# [Required action]
Every line of the listing that contains the word "Success" is to be copied out.

# [Records provided]

____________________

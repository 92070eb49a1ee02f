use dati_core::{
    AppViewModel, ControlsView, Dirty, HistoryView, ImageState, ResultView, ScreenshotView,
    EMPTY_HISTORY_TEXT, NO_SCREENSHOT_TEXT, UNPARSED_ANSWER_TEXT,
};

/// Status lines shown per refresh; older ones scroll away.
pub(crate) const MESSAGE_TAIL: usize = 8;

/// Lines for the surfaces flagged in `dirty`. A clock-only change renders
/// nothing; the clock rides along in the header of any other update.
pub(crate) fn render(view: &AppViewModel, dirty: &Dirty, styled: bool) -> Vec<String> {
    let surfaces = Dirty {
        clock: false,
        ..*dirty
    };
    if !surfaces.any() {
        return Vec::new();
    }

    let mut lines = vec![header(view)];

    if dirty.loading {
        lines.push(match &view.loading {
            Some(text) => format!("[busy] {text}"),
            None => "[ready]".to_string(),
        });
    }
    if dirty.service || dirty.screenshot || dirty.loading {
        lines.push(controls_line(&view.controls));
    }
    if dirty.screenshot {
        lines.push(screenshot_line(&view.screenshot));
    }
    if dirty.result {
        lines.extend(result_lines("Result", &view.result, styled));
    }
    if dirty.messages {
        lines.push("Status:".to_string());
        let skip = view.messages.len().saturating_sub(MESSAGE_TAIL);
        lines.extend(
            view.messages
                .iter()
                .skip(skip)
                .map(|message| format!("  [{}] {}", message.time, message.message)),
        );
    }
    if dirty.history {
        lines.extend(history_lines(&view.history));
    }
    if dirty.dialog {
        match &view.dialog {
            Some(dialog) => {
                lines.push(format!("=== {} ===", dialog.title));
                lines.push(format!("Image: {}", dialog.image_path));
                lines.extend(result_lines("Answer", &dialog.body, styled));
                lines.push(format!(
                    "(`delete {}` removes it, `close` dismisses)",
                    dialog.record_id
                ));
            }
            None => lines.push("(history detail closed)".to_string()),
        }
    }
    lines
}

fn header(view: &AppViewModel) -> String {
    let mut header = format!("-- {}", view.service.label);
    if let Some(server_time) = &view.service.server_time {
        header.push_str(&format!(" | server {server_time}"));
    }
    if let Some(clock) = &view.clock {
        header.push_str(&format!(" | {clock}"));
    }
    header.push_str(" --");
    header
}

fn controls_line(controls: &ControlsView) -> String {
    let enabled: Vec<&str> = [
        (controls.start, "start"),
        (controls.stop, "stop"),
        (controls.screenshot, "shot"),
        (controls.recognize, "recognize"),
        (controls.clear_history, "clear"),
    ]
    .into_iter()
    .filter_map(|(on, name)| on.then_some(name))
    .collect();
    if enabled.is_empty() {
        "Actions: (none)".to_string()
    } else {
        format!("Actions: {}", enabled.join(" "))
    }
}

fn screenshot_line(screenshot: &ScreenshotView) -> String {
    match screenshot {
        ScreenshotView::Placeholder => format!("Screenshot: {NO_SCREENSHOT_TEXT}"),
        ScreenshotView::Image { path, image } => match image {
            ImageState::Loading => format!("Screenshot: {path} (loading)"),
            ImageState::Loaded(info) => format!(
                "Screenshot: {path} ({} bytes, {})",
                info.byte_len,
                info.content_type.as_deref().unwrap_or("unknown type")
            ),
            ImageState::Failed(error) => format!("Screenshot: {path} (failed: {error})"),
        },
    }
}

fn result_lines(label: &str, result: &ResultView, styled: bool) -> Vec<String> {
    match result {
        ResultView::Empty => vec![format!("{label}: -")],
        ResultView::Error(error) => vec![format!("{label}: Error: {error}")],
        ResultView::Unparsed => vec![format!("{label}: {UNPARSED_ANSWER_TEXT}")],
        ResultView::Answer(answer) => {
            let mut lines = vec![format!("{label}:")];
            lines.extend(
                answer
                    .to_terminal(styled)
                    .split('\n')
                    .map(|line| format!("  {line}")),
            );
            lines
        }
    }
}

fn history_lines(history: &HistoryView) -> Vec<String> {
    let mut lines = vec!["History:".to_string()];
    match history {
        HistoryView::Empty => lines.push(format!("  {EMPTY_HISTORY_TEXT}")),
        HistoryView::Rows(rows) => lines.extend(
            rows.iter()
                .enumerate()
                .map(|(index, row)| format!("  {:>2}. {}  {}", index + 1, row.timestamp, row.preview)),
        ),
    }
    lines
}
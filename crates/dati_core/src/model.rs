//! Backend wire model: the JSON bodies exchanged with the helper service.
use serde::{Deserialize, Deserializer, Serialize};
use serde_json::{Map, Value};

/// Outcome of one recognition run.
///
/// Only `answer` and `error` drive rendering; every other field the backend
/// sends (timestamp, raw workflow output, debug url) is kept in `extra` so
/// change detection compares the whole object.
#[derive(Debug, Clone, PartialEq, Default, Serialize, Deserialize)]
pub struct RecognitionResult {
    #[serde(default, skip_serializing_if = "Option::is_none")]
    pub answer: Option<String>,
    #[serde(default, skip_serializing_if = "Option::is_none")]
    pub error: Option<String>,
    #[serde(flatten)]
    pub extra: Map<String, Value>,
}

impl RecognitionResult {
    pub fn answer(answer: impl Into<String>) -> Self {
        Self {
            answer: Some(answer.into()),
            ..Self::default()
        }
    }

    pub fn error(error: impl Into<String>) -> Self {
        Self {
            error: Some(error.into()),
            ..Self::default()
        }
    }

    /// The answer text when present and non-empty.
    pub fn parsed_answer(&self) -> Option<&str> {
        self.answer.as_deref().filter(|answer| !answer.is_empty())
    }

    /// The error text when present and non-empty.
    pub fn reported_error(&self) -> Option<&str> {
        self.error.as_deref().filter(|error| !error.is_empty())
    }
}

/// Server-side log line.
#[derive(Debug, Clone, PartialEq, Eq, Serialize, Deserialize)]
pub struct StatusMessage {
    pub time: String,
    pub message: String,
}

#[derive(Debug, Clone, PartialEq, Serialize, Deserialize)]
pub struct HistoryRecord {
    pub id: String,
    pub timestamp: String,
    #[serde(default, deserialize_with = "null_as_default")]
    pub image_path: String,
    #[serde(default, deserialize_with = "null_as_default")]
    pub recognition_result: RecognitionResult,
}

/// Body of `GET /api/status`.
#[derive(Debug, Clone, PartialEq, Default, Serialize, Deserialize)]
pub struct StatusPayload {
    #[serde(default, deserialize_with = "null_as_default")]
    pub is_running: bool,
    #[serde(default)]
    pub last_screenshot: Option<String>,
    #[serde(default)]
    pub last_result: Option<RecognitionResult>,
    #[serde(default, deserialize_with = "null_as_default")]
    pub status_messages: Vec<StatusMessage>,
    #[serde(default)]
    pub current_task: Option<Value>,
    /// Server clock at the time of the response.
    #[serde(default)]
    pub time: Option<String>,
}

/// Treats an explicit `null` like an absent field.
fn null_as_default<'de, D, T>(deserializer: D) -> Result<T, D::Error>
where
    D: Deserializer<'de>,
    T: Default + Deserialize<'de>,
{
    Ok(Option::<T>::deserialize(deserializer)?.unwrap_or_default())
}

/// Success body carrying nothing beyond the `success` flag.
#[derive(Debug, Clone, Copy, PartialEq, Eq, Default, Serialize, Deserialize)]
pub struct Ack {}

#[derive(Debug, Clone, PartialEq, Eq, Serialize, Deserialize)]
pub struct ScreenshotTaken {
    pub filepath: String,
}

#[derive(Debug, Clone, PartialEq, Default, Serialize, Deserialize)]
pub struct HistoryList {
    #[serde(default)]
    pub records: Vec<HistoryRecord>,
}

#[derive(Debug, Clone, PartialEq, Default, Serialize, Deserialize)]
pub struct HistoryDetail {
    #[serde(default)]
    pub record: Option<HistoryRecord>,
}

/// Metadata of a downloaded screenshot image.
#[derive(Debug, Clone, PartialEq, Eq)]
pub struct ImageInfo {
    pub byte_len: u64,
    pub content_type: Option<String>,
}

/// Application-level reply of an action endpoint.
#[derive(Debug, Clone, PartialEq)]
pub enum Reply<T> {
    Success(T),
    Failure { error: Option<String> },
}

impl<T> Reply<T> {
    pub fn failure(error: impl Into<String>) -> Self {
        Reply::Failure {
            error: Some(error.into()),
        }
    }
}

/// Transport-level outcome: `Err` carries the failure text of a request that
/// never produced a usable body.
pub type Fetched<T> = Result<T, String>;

____________________

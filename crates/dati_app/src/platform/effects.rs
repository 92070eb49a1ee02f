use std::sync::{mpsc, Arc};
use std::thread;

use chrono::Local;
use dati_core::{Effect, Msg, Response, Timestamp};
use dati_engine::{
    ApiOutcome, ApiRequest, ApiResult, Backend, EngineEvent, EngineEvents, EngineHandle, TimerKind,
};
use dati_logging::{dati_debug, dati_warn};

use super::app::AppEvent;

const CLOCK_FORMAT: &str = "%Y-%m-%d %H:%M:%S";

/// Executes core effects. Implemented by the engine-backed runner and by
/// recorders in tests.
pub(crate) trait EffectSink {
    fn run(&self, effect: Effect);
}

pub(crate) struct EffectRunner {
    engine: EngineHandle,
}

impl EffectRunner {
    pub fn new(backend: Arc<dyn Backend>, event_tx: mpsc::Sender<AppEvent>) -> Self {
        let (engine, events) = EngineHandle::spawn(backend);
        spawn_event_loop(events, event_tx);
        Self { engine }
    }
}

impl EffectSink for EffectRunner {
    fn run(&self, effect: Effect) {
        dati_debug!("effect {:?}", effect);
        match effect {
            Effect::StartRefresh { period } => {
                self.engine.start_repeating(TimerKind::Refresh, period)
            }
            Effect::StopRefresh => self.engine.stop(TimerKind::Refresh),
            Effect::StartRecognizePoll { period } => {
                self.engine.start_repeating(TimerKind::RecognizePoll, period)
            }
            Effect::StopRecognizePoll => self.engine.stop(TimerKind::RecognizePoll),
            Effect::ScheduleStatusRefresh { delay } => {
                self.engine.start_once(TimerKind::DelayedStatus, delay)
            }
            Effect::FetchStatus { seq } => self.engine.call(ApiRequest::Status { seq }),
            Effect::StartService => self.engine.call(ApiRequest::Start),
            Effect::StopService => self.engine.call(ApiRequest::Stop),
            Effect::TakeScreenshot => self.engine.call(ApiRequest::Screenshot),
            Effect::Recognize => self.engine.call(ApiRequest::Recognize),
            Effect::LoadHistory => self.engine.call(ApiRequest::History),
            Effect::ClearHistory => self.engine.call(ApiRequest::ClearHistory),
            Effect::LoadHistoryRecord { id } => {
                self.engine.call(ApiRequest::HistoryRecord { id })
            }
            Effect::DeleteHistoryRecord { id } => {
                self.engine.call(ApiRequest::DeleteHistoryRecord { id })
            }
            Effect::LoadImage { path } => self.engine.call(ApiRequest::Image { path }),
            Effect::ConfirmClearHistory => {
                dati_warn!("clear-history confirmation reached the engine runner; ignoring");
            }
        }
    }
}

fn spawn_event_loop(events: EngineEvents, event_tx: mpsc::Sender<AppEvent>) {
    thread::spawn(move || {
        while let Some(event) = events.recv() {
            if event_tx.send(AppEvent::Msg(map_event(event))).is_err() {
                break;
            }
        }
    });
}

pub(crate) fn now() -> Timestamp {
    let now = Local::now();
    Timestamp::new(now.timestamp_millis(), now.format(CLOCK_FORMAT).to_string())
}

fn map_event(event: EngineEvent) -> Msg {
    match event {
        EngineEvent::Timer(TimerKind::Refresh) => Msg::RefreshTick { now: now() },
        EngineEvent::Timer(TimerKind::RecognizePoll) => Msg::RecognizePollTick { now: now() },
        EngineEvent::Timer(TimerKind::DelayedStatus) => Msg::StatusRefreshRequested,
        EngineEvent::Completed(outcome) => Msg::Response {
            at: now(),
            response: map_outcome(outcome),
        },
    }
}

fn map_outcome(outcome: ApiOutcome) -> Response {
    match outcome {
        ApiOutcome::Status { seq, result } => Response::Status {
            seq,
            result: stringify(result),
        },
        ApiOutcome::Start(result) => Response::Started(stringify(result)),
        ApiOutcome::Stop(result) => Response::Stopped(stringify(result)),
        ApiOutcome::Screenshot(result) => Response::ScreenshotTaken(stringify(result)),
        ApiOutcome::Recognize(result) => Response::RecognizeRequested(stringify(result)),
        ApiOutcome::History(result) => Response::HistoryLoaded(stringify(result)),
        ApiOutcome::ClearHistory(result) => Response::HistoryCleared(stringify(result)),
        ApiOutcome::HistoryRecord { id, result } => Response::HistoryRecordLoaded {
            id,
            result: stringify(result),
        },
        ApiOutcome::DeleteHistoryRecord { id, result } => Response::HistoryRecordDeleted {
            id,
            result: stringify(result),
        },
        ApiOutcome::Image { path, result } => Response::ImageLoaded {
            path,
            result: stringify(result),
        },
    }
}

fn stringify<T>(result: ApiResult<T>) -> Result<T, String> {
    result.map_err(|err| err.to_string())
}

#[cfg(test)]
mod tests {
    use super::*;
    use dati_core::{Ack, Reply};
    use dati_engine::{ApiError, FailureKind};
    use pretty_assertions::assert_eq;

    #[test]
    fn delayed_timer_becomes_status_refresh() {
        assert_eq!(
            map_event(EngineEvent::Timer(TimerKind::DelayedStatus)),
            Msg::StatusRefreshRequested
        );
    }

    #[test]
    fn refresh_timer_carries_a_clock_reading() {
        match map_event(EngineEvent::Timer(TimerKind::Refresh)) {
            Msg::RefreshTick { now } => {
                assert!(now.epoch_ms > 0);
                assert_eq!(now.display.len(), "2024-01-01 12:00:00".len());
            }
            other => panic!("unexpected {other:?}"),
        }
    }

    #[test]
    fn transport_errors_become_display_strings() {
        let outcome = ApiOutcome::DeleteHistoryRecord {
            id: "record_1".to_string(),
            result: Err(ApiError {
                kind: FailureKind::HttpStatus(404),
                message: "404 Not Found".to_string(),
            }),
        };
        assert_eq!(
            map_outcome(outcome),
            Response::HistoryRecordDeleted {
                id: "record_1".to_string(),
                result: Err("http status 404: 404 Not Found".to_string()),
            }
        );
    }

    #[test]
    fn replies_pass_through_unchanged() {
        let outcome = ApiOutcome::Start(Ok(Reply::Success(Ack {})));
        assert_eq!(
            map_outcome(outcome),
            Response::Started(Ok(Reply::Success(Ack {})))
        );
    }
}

____________________

# [Exercise result]
/// Success body carrying nothing beyond the `success` flag.
    Success(T),
        let outcome = ApiOutcome::Start(Ok(Reply::Success(Ack {})));
            Response::Started(Ok(Reply::Success(Ack {})))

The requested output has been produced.